The declining dollar was supposed to make the trade deficit smaller. So why does it seem to be having the opposite effect?

In November, the deficit soared to a record $60.3 billion, up from $56 billion in October and well above the $54 billion estimate projected by economists.

"The trade imbalance has not yet even begun to correct," said Sherry Cooper, chief economist at BMO Nesbitt Burns.

When the dollar falls, import prices go up and export prices go down. In theory, this should reduce domestic demand for overseas goods and increase overseas demand for U.S. goods. Yet imports climbed 1.3% in November to a record $155.8 billion and exports fell to a five-month low of $95.6 billion.

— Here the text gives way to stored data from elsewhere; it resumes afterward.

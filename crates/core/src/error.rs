//! Core Error Types
//!
//! This module provides structured errors using `exn` for automatic location
//! tracking and error tree construction.
//!
//! Per-picture failures (extraction, upload) never surface here: they are
//! logged and reported through [`Event`](crate::Event)s and picture state.

use derive_more::{Display, Error};

/// A core error with automatic location tracking.
pub type Error = exn::Exn<ErrorKind>;
/// Result type alias for core operations.
pub type Result<T> = std::result::Result<T, Error>;

#[derive(Debug, Display, Error, Clone, PartialEq, Eq)]
pub enum ErrorKind {
    /// No site with this key is configured. A [`Core`](crate::Core) can't
    /// exist without a session, so this is fatal at construction.
    #[display("invalid active site: {_0}")]
    InvalidActiveSite(#[error(not(source))] String),
    /// An upload batch or an ingestion currently owns the picture set.
    #[display("an upload batch or ingestion is in progress")]
    BatchInProgress,
    /// The description template failed to compile or render.
    #[display("issue with description template")]
    Template,
    /// The configuration could not be turned into a [`Core`](crate::Core).
    #[display("invalid configuration")]
    Config,
    /// An external metadata file could not be read or parsed.
    #[display("external metadata unreadable")]
    ExternalMetadata,
    /// The external metadata has no column with this name.
    #[display("no such external metadata column: {_0}")]
    UnknownColumn(#[error(not(source))] String),
}

impl ErrorKind {
    /// Returns `true` if retrying might succeed.
    pub fn is_retryable(&self) -> bool {
        matches!(self, Self::BatchInProgress)
    }
}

"The decline in the dollar is not enough to dissuade the U.S. consumer from buying imports," said Drew Matus, an economist at Lehman Brothers. "Secondly, and more disturbingly, there seems to be a lack of demand from the rest of the world."

The trade gap with Canada and Japan surged 28% and 24%, respectively, in November, while the deficit with Western Europe rose 10% after a 27% jump in October.

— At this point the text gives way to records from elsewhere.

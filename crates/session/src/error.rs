//! Session Error Types
//!
//! This module provides structured errors using `exn` for automatic location
//! tracking and error tree construction.

use derive_more::{Display, Error};

/// A session error with automatic location tracking.
pub type Error = exn::Exn<ErrorKind>;
/// Result type alias for session operations.
pub type Result<T> = std::result::Result<T, Error>;

/// Actionable error categories.
///
/// These describe what the caller should *do*, not what went wrong internally.
#[derive(Debug, Display, Error, Clone, PartialEq, Eq)]
pub enum ErrorKind {
    /// The remote site refused the operation because there is no
    /// authenticated session. Logging in again might help.
    #[display("not logged in: {_0}")]
    NotLoggedIn(#[error(not(source))] String),
    /// Credentials were rejected, or the login request itself failed.
    #[display("login failed")]
    FailedLogin,
    /// The remote site rejected the upload.
    #[display("upload failed")]
    FailedUpload,
    /// Closing the session failed; the remote side may still consider it open.
    #[display("logout failed")]
    FailedLogout,
    /// Reading the local file or talking to the remote site failed.
    #[display("I/O error")]
    Io,
    /// The transfer was cancelled before it finished.
    #[display("transfer cancelled")]
    Cancelled,
}

impl ErrorKind {
    /// Returns `true` if retrying might succeed.
    pub fn is_retryable(&self) -> bool {
        matches!(self, Self::NotLoggedIn(_) | Self::Io)
    }
}

#[cfg(test)]
mod tests {
    use super::*;

    #[test]
    fn error_kind_display() {
        assert_eq!(ErrorKind::NotLoggedIn("session expired".to_string()).to_string(), "not logged in: session expired");
        assert_eq!(ErrorKind::FailedUpload.to_string(), "upload failed");
        assert_eq!(ErrorKind::FailedLogout.to_string(), "logout failed");
        assert_eq!(ErrorKind::Cancelled.to_string(), "transfer cancelled");
    }

    #[test]
    fn error_kind_retryable() {
        assert!(ErrorKind::NotLoggedIn(String::new()).is_retryable());
        assert!(ErrorKind::Io.is_retryable());
        assert!(!ErrorKind::FailedLogin.is_retryable());
        assert!(!ErrorKind::FailedUpload.is_retryable());
        assert!(!ErrorKind::Cancelled.is_retryable());
    }
}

Until economies abroad strengthen, Matus said U.S. exports will remain weak and imports will be strong. Indeed, he said, the U.S. deficit could potentially rise from an already elevated level.

"It could get worse if global demand doesn't pick up," he said. "But at some point, it will get better simply because the dollar will inflict pain on U.S. consumers who choose to buy imports over domestically produced goods."

Oscar Gonzalez, an economist at John Hancock Financial Services, said he thinks another 5% to 10% drop in the dollar is needed to reverse the external imbalance. The dollar fell against the yen and the euro Wednesday. Over the past three years, the U.S. dollar index has skidded almost 30%.

"Right now we have a voracious appetite and the rest of the world keeps setting the table -- and paying the bill -- for us," he said. "The typical reversal begins with a combination of slower GDP growth, rising interest rates, and a depreciating exchange rate."

Economists estimate that GDP growth will be cut by about half a percentage point in the fourth quarter as a result of the burgeoning deficit. And the economy could take a further hit in 2005.

"The much touted 3.5% GDP forecasts for the U.S. economy in 2005 could be cut down by as much as 0.7% to 0.8%," said Ashraf Laidi, chief currency analyst at MG Financial.

Although the rise in imports recently is likely to raise fears about higher inflation, economists say there's no reason to panic.

"We haven't yet seen a huge feed-through from import prices," noted Matus. "I suspect importers and exporters are squeezing their margins in order to keep price increases from flowing through to the consumer."

Ian Shepherdson, chief economist at High Frequency Economics, said he believes the deficit probably narrowed by as much as $5 billion in December as oil prices declined. Oil imports surged 17.7% in November.

In addition, he said the decline in exports "makes no sense" and was probably affected by "some sort of seasonal adjustment problem."

The trade numbers Wednesday are likely to increase tensions between the U.S. and China. Although the gap with China narrowed for the first time in nine months in November, it still stands at a whopping $147.7 billion for the year.

The U.S. has criticized China for keeping its currency pegged to the dollar. If the Chinese yuan were allowed to float freely, economists say its value would shoot up, making exports from that country more expensive.

While this could help to narrow the trade gap, it also could mean higher U.S. interest rates, as China's central bank has been using the profits from exports to buy government Treasuries.